Buerbrae Glacier, Odde, Hardanger Fjord, Norway.
Library of Congress via flickr.com
Buerbrae Glacier, Odde, Hardanger Fjord, Norway.

It didn't take long for jazz to migrate to Europe, but uniquely European improvisational music is a much later development. In the 1960s, European musicians began to reinvent the occasionally strident sounds of American avant-garde jazz to suit their own ideas. The eventual result was a blooming of scenes and styles sharing only common ancestry with their U.S. counterparts.

Given that we're all stuck in the dead of winter, Take Five checks in with one of the coldest places on the map: Norway. A country with fewer than five million inhabitants, Norway has produced some of the freshest improvising voices making music today. Thank the government for investing money in the arts, sure, but the country's musicians have clearly worked hard to create an individual and regional aesthetic.
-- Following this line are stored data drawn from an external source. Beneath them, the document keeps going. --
//! Static MySQL metadata tables
//!
//! Immutable lookup tables: character sets, type classification,
//! storage sizes and integer capacities. All lookups are case-insensitive.

pub mod charset;
pub mod storage;
pub mod types;

pub use charset::{charset_for_collation, default_collation};
pub use storage::{max_value, storage_size, StorageSize};
pub use types::{canonical_type_name, classify, TypeClass};

/// Metadata lookup failures
#[derive(Debug, Clone, PartialEq, Eq, thiserror::Error)]
pub enum MetadataError {
    #[error("Unknown character set: {0}")]
    UnknownCharacterSet(String),

    #[error("Unknown collation: {0}")]
    UnknownCollation(String),

    #[error("Unknown column type: {0}")]
    UnknownColumnType(String),

    #[error("Invalid column type for this operation: {0}")]
    InvalidColumnType(String),
}
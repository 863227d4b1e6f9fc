//! Introspection snapshots
//!
//! A live-introspection tool can dump the catalog it read from a server as
//! JSON. Loading a snapshot restores the owner back-references, parses the
//! query digests and checks the same structural rules the builder enforces.

use chrono::{DateTime, Utc};
use serde::{Deserialize, Serialize};
use schemasmell_core::{Database, Table, PRIMARY_INDEX};
use schemasmell_sql::QueryParser;
use std::collections::HashSet;
use std::path::Path;
use tracing::debug;

use crate::analysis::derive_facts;
use crate::builder::BuildError;

/// Snapshot loading errors
#[derive(Debug, thiserror::Error)]
pub enum SnapshotError {
    #[error("IO error: {0}")]
    Io(#[from] std::io::Error),

    #[error("JSON error: {0}")]
    Json(#[from] serde_json::Error),

    #[error("Invalid snapshot: {0}")]
    Build(#[from] BuildError),
}

/// A catalog captured from a live server
#[derive(Debug, Clone, PartialEq, Serialize, Deserialize)]
pub struct Snapshot {
    /// Where the catalog was read from (host:port)
    #[serde(default)]
    pub source: Option<String>,

    #[serde(default)]
    pub captured_at: Option<DateTime<Utc>>,

    pub database: Database,
}

impl Snapshot {
    pub fn new(database: Database) -> Self {
        Self {
            source: None,
            captured_at: Some(Utc::now()),
            database,
        }
    }

    /// Load and validate a snapshot from JSON
    pub fn from_json(json: &str) -> Result<Self, SnapshotError> {
        let mut snapshot: Snapshot = serde_json::from_str(json)?;
        snapshot.prepare()?;
        Ok(snapshot)
    }

    pub fn from_file(path: &Path) -> Result<Self, SnapshotError> {
        let contents = std::fs::read_to_string(path)?;
        Self::from_json(&contents)
    }

    pub fn to_json(&self) -> Result<String, SnapshotError> {
        Ok(serde_json::to_string_pretty(self)?)
    }

    pub fn into_database(self) -> Database {
        self.database
    }

    fn prepare(&mut self) -> Result<(), SnapshotError> {
        let database = &mut self.database;
        database.relink();
        validate_names(database)?;

        for schema in database.schemas() {
            for table in schema.tables() {
                validate_table(table)?;
            }
        }

        let parser = QueryParser::new();
        for query in database.queries_mut() {
            if let Err(err) = parser.resolve(query) {
                debug!(digest = %query.short_text(60), error = %err, "query digest not parsed");
            }
        }

        derive_facts(database);
        Ok(())
    }
}

/// Schema names unique per database, table names unique per schema
fn validate_names(database: &Database) -> Result<(), BuildError> {
    let mut schemas = HashSet::new();
    for schema in database.schemas() {
        if !schemas.insert(schema.name.as_str()) {
            return Err(BuildError::ExistingSchema {
                schema: schema.name.clone(),
            });
        }

        let mut tables = HashSet::new();
        for table in schema.tables() {
            if !tables.insert(table.name.as_str()) {
                return Err(BuildError::ExistingTable {
                    table: table.qualified_name(),
                });
            }
        }
    }
    Ok(())
}

/// Column and index names unique, primary key over existing columns
fn validate_table(table: &Table) -> Result<(), BuildError> {
    let mut columns = HashSet::new();
    for column in table.columns() {
        if !columns.insert(column.name.to_ascii_lowercase()) {
            return Err(BuildError::ExistingColumn {
                table: table.qualified_name(),
                column: column.name.clone(),
            });
        }
    }

    let mut indexes = HashSet::new();
    for index in table.indexes() {
        if !indexes.insert(index.name.to_ascii_lowercase()) {
            return Err(BuildError::ExistingIndex {
                table: table.qualified_name(),
                index: index.name.clone(),
            });
        }
    }

    if let Some(primary) = table.index(PRIMARY_INDEX) {
        for name in primary.column_names() {
            if !columns.contains(&name.to_ascii_lowercase()) {
                return Err(BuildError::InvalidColumn {
                    table: table.qualified_name(),
                    column: name.to_string(),
                });
            }
        }
    }

    Ok(())
}

#[cfg(test)]
mod tests {
    use super::*;
    use crate::builder::build_catalog;
    use schemasmell_core::{Query, QuerySummary};

    fn snapshot_json() -> String {
        let mut database =
            build_catalog("db1:3306", "USE shop; CREATE TABLE orders (id INT PRIMARY KEY, a INT, KEY i1 (a), KEY i2 (a));")
                .unwrap();
        database.add_query(Query::new(
            "SELECT * FROM `orders` WHERE `id` = ?",
            QuerySummary::default(),
        ));
        Snapshot::new(database).to_json().unwrap()
    }

    #[test]
    fn load_relinks_and_parses_queries() {
        let snapshot = Snapshot::from_json(&snapshot_json()).unwrap();
        let database = snapshot.into_database();

        let table = &database.schema("shop").unwrap().tables()[0];
        assert_eq!(table.columns()[0].qualified_name(), "shop.orders.id");

        let query = &database.queries()[0];
        assert!(query.is_parsed());
        assert!(query.tables.contains_key("orders"));
    }

    #[test]
    fn load_derives_missing_facts() {
        let database = Snapshot::from_json(&snapshot_json()).unwrap().into_database();
        let table = &database.schema("shop").unwrap().tables()[0];
        let redundant = table.facts.redundant_indexes.as_ref().unwrap();
        assert_eq!(redundant.len(), 1);
        assert_eq!(redundant[0].redundant_index, "i2");
    }

    #[test]
    fn duplicate_column_is_rejected() {
        let json = r#"{
            "database": {
                "name": "db1",
                "schemas": [{
                    "name": "shop",
                    "tables": [{
                        "name": "t",
                        "columns": [{"name": "a"}, {"name": "A"}]
                    }]
                }]
            }
        }"#;

        let err = Snapshot::from_json(json).unwrap_err();
        assert!(matches!(
            err,
            SnapshotError::Build(BuildError::ExistingColumn { .. })
        ));
    }

    #[test]
    fn duplicate_table_is_rejected() {
        let json = r#"{
            "database": {
                "schemas": [{
                    "name": "s",
                    "tables": [{"name": "t"}, {"name": "t"}]
                }]
            }
        }"#;

        let err = Snapshot::from_json(json).unwrap_err();
        assert!(matches!(
            err,
            SnapshotError::Build(BuildError::ExistingTable { table }) if table == "s.t"
        ));
    }

    #[test]
    fn duplicate_schema_is_rejected() {
        let json = r#"{
            "database": {
                "schemas": [{"name": "s"}, {"name": "s"}]
            }
        }"#;

        let err = Snapshot::from_json(json).unwrap_err();
        assert!(matches!(
            err,
            SnapshotError::Build(BuildError::ExistingSchema { schema }) if schema == "s"
        ));
    }

    #[test]
    fn primary_key_over_missing_column_is_rejected() {
        let json = r#"{
            "database": {
                "schemas": [{
                    "name": "shop",
                    "tables": [{
                        "name": "t",
                        "columns": [{"name": "a"}],
                        "indexes": [{
                            "name": "PRIMARY",
                            "unique": true,
                            "statistics": [{"column_name": "b", "seq_in_index": 1}]
                        }]
                    }]
                }]
            }
        }"#;

        let err = Snapshot::from_json(json).unwrap_err();
        assert!(matches!(
            err,
            SnapshotError::Build(BuildError::InvalidColumn { column, .. }) if column == "b"
        ));
    }

    #[test]
    fn malformed_json() {
        assert!(matches!(
            Snapshot::from_json("{"),
            Err(SnapshotError::Json(_))
        ));
    }
}
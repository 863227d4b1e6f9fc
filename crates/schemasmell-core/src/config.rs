//! Configuration schema (schemasmell.toml)

use serde::{Deserialize, Serialize};
use std::collections::{BTreeMap, HashMap};

use crate::status::Status;

/// Status overrides for specific checks
#[derive(Debug, Clone, Default, PartialEq, Serialize, Deserialize)]
pub struct SeverityOverrides {
    /// Map of check name to the status it should be reported with
    #[serde(default)]
    pub overrides: HashMap<String, Status>,
}

impl SeverityOverrides {
    /// Status for a check, or the one it produced
    pub fn get_status(&self, check: &str, produced: Status) -> Status {
        self.overrides.get(check).copied().unwrap_or(produced)
    }

    pub fn set_override(&mut self, check: impl Into<String>, status: Status) {
        self.overrides.insert(check.into(), status);
    }
}

fn default_min_severity() -> Status {
    Status::Info
}

/// Main configuration structure
#[derive(Debug, Clone, PartialEq, Serialize, Deserialize)]
pub struct Config {
    /// Session variables assumed for static scripts (`version`, `sql_mode`, ...)
    #[serde(default)]
    pub variables: BTreeMap<String, String>,

    /// Checks that must not run, by name
    #[serde(default)]
    pub disabled_checks: Vec<String>,

    /// Lowest status shown in output
    #[serde(default = "default_min_severity")]
    pub min_severity: Status,

    /// Status overrides
    #[serde(default)]
    pub severity: SeverityOverrides,
}

impl Default for Config {
    fn default() -> Self {
        Self {
            variables: BTreeMap::new(),
            disabled_checks: Vec::new(),
            min_severity: default_min_severity(),
            severity: SeverityOverrides::default(),
        }
    }
}

impl Config {
    /// Load config from TOML file
    pub fn from_file(path: &std::path::Path) -> Result<Self, ConfigError> {
        let contents = std::fs::read_to_string(path)
            .map_err(|e| ConfigError::IoError(e.to_string()))?;

        Self::from_toml(&contents)
    }

    /// Load config from TOML string
    pub fn from_toml(toml: &str) -> Result<Self, ConfigError> {
        toml::from_str(toml)
            .map_err(|e| ConfigError::ParseError(e.to_string()))
    }

    /// Save config to TOML file
    pub fn save_to_file(&self, path: &std::path::Path) -> Result<(), ConfigError> {
        let toml = toml::to_string_pretty(self)
            .map_err(|e| ConfigError::SerializeError(e.to_string()))?;

        std::fs::write(path, toml)
            .map_err(|e| ConfigError::IoError(e.to_string()))?;

        Ok(())
    }

    pub fn is_check_disabled(&self, check: &str) -> bool {
        self.disabled_checks.iter().any(|name| name == check)
    }
}

/// Config error types
#[derive(Debug, thiserror::Error)]
pub enum ConfigError {
    #[error("IO error: {0}")]
    IoError(String),

    #[error("Parse error: {0}")]
    ParseError(String),

    #[error("Serialize error: {0}")]
    SerializeError(String),
}

#[cfg(test)]
mod tests {
    use super::*;

    #[test]
    fn default_config() {
        let config = Config::default();
        assert_eq!(config.min_severity, Status::Info);
        assert!(config.variables.is_empty());
    }

    #[test]
    fn parse_full_config() {
        let config = Config::from_toml(
            r#"
            disabled_checks = ["uuid_storage"]
            min_severity = "concern"

            [variables]
            version = "8.0.36"
            sql_mode = "STRICT_TRANS_TABLES"

            [severity.overrides]
            empty_table = "info"
            "#,
        )
        .unwrap();

        assert!(config.is_check_disabled("uuid_storage"));
        assert!(!config.is_check_disabled("primary_key"));
        assert_eq!(config.min_severity, Status::Concern);
        assert_eq!(config.variables.get("version").map(String::as_str), Some("8.0.36"));
        assert_eq!(
            config.severity.get_status("empty_table", Status::Warning),
            Status::Info
        );
        assert_eq!(
            config.severity.get_status("primary_key", Status::Critical),
            Status::Critical
        );
    }

    #[test]
    fn invalid_toml_is_a_parse_error() {
        let err = Config::from_toml("min_severity = \"loud\"").unwrap_err();
        assert!(matches!(err, ConfigError::ParseError(_)));
    }

    #[test]
    fn config_file_roundtrip() {
        let dir = tempfile::tempdir().unwrap();
        let path = dir.path().join("schemasmell.toml");

        let mut config = Config::default();
        config.disabled_checks.push("empty_table".to_string());
        config.severity.set_override("uuid_storage", Status::Warning);
        config.save_to_file(&path).unwrap();

        let loaded = Config::from_file(&path).unwrap();
        assert_eq!(loaded.disabled_checks, config.disabled_checks);
        assert_eq!(loaded.severity, config.severity);
        assert_eq!(loaded, config);
    }
}
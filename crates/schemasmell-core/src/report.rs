//! Report model
//!
//! A report is the immutable outcome of running one check against one entity.
//! The JSON layout is STABLE: add fields, never rename them.

use serde::{Deserialize, Serialize};
use std::collections::BTreeMap;

use crate::status::Status;

/// Kind of catalog entity a report talks about
#[derive(Debug, Clone, Copy, PartialEq, Eq, PartialOrd, Ord, Hash, Serialize, Deserialize)]
#[serde(rename_all = "lowercase")]
pub enum EntityKind {
    Database,
    Schema,
    Table,
    Column,
    Index,
    Account,
    Query,
}

impl std::fmt::Display for EntityKind {
    fn fmt(&self, f: &mut std::fmt::Formatter<'_>) -> std::fmt::Result {
        let name = match self {
            Self::Database => "database",
            Self::Schema => "schema",
            Self::Table => "table",
            Self::Column => "column",
            Self::Index => "index",
            Self::Account => "account",
            Self::Query => "query",
        };
        f.write_str(name)
    }
}

/// Identifies the entity a report was produced for
#[derive(Debug, Clone, PartialEq, Eq, Hash, Serialize, Deserialize)]
pub struct EntityDescriptor {
    /// Entity kind
    pub kind: EntityKind,

    /// Qualified name, e.g. `shop.orders.id`
    pub name: String,
}

impl EntityDescriptor {
    pub fn new(kind: EntityKind, name: impl Into<String>) -> Self {
        Self {
            kind,
            name: name.into(),
        }
    }
}

impl std::fmt::Display for EntityDescriptor {
    fn fmt(&self, f: &mut std::fmt::Formatter<'_>) -> std::fmt::Result {
        write!(f, "{} {}", self.kind, self.name)
    }
}

/// Report construction errors
#[derive(Debug, Clone, PartialEq, Eq, thiserror::Error)]
pub enum ReportError {
    #[error("Invalid status level {0}, expected 1..=5")]
    InvalidStatus(u8),
}

/// Outcome of one check on one entity
#[derive(Debug, Clone, PartialEq, Serialize, Deserialize)]
pub struct Report {
    check: String,
    entity: EntityDescriptor,
    status: Status,
    messages: Vec<String>,
    #[serde(default, skip_serializing_if = "BTreeMap::is_empty")]
    data: BTreeMap<String, serde_json::Value>,
}

impl Report {
    /// Create a report from a raw severity level
    ///
    /// Fails with [`ReportError::InvalidStatus`] when `level` is outside `1..=5`.
    pub fn new(
        check: impl Into<String>,
        entity: EntityDescriptor,
        level: u8,
        messages: Vec<String>,
    ) -> Result<Self, ReportError> {
        let status = Status::from_level(level)?;
        Ok(Self::with_status(check, entity, status, messages))
    }

    /// Create a report from an already validated status
    pub fn with_status(
        check: impl Into<String>,
        entity: EntityDescriptor,
        status: Status,
        messages: Vec<String>,
    ) -> Self {
        Self {
            check: check.into(),
            entity,
            status,
            messages,
            data: BTreeMap::new(),
        }
    }

    /// Attach a structured datum
    pub fn with_data(mut self, key: impl Into<String>, value: impl Into<serde_json::Value>) -> Self {
        self.data.insert(key.into(), value.into());
        self
    }

    pub fn check(&self) -> &str {
        &self.check
    }

    pub fn entity(&self) -> &EntityDescriptor {
        &self.entity
    }

    pub fn status(&self) -> Status {
        self.status
    }

    pub fn messages(&self) -> &[String] {
        &self.messages
    }

    pub fn data(&self) -> &BTreeMap<String, serde_json::Value> {
        &self.data
    }

    /// Copy of this report with a different status
    ///
    /// Used by renderers applying configured overrides; the original is untouched.
    pub fn overridden(&self, status: Status) -> Self {
        let mut report = self.clone();
        report.status = status;
        report
    }
}

/// Per-status counts over a list of reports
#[derive(Debug, Clone, Default, PartialEq, Eq, Serialize, Deserialize)]
pub struct ReportSummary {
    pub total: usize,
    pub ok: usize,
    pub info: usize,
    pub concern: usize,
    pub warning: usize,
    pub critical: usize,
}

impl ReportSummary {
    pub fn from_reports(reports: &[Report]) -> Self {
        let mut summary = Self::default();
        for report in reports {
            summary.add(report.status());
        }
        summary
    }

    pub fn add(&mut self, status: Status) {
        match status {
            Status::Ok => self.ok += 1,
            Status::Info => self.info += 1,
            Status::Concern => self.concern += 1,
            Status::Warning => self.warning += 1,
            Status::Critical => self.critical += 1,
        }
        self.total += 1;
    }

    /// Highest status seen, if any
    pub fn worst(&self) -> Option<Status> {
        [
            (Status::Critical, self.critical),
            (Status::Warning, self.warning),
            (Status::Concern, self.concern),
            (Status::Info, self.info),
            (Status::Ok, self.ok),
        ]
        .into_iter()
        .find(|(_, count)| *count > 0)
        .map(|(status, _)| status)
    }
}
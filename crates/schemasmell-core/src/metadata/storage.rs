//! On-disk storage sizes and integer capacities
//!
//! Sizes follow the "Data Type Storage Requirements" chapter of the MySQL
//! manual. String lengths are taken as bytes.

use super::types::canonical_type_name;
use super::MetadataError;

/// Bytes used by one value: payload plus length header
#[derive(Debug, Clone, Copy, PartialEq, Eq)]
pub struct StorageSize {
    pub body: u64,
    pub header: u64,
}

impl StorageSize {
    const fn fixed(body: u64) -> Self {
        Self { body, header: 0 }
    }

    pub fn total(&self) -> u64 {
        self.body + self.header
    }
}

/// Leftover digit bytes for DECIMAL, indexed by digit count
const DECIMAL_LEFTOVER: [u64; 10] = [0, 1, 1, 2, 2, 3, 3, 4, 4, 4];

fn decimal_digits(digits: u64) -> u64 {
    (digits / 9) * 4 + DECIMAL_LEFTOVER[(digits % 9) as usize]
}

fn fractional_seconds(fsp: Option<u64>) -> u64 {
    fsp.map(|fsp| (fsp + 1) / 2).unwrap_or(0)
}

fn variable_length(length: u64) -> StorageSize {
    StorageSize {
        body: length,
        header: if length < 256 { 1 } else { 2 },
    }
}

/// Storage size of one value
///
/// `length` is the declared length, precision or fsp; for ENUM and SET it is
/// the number of members. `scale` only matters for DECIMAL.
pub fn storage_size(
    data_type: &str,
    length: Option<u64>,
    scale: Option<u64>,
) -> Result<StorageSize, MetadataError> {
    let size = match canonical_type_name(data_type).as_str() {
        "tinyint" => StorageSize::fixed(1),
        "smallint" => StorageSize::fixed(2),
        "mediumint" => StorageSize::fixed(3),
        "int" => StorageSize::fixed(4),
        "bigint" => StorageSize::fixed(8),
        "float" => StorageSize::fixed(if length.unwrap_or(0) > 24 { 8 } else { 4 }),
        "double" => StorageSize::fixed(8),
        "decimal" => {
            let precision = length.unwrap_or(10);
            let scale = scale.unwrap_or(0).min(precision);
            StorageSize::fixed(decimal_digits(precision - scale) + decimal_digits(scale))
        }
        "bit" => StorageSize::fixed((length.unwrap_or(1) + 7) / 8),
        "year" => StorageSize::fixed(1),
        "date" => StorageSize::fixed(3),
        "time" => StorageSize::fixed(3 + fractional_seconds(length)),
        "datetime" => StorageSize::fixed(5 + fractional_seconds(length)),
        "timestamp" => StorageSize::fixed(4 + fractional_seconds(length)),
        "char" | "binary" => StorageSize::fixed(length.unwrap_or(1)),
        "varchar" | "varbinary" => variable_length(length.unwrap_or(0)),
        "tinytext" | "tinyblob" => StorageSize { body: 255, header: 1 },
        "text" | "blob" => StorageSize { body: 65_535, header: 2 },
        "mediumtext" | "mediumblob" => StorageSize { body: 16_777_215, header: 3 },
        "longtext" | "longblob" | "json" => StorageSize { body: 4_294_967_295, header: 4 },
        "enum" => StorageSize::fixed(if length.unwrap_or(0) <= 255 { 1 } else { 2 }),
        "set" => {
            let bytes = match (length.unwrap_or(0) + 7) / 8 {
                0 | 1 => 1,
                2 => 2,
                3 => 3,
                4 => 4,
                _ => 8,
            };
            StorageSize::fixed(bytes)
        }
        _ => return Err(MetadataError::UnknownColumnType(data_type.to_string())),
    };

    Ok(size)
}

/// Largest value an integer column can hold
///
/// Unsigned capacity is the signed maximum doubled plus one.
pub fn max_value(data_type: &str, unsigned: bool) -> Result<u64, MetadataError> {
    let signed_max: u64 = match canonical_type_name(data_type).as_str() {
        "tinyint" => 127,
        "smallint" => 32_767,
        "mediumint" => 8_388_607,
        "int" => 2_147_483_647,
        "bigint" => 9_223_372_036_854_775_807,
        _ => return Err(MetadataError::InvalidColumnType(data_type.to_string())),
    };

    Ok(if unsigned { signed_max * 2 + 1 } else { signed_max })
}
Given its limited size, this list is bound to leave out some of the greatest Norwegian artists — here's looking at you, Nils Petter Molvaer and Bugge Wesseltoft — so readers are invited to stick up for their own favorites in the comments section below. For now, Take Five presents a sampler of the finest records to define the modern Norwegian jazz scene in all its snowbound glory.

For more entries in the Take Five series, click here. And don't forget to subscribe to the Jazz Notes newsletter.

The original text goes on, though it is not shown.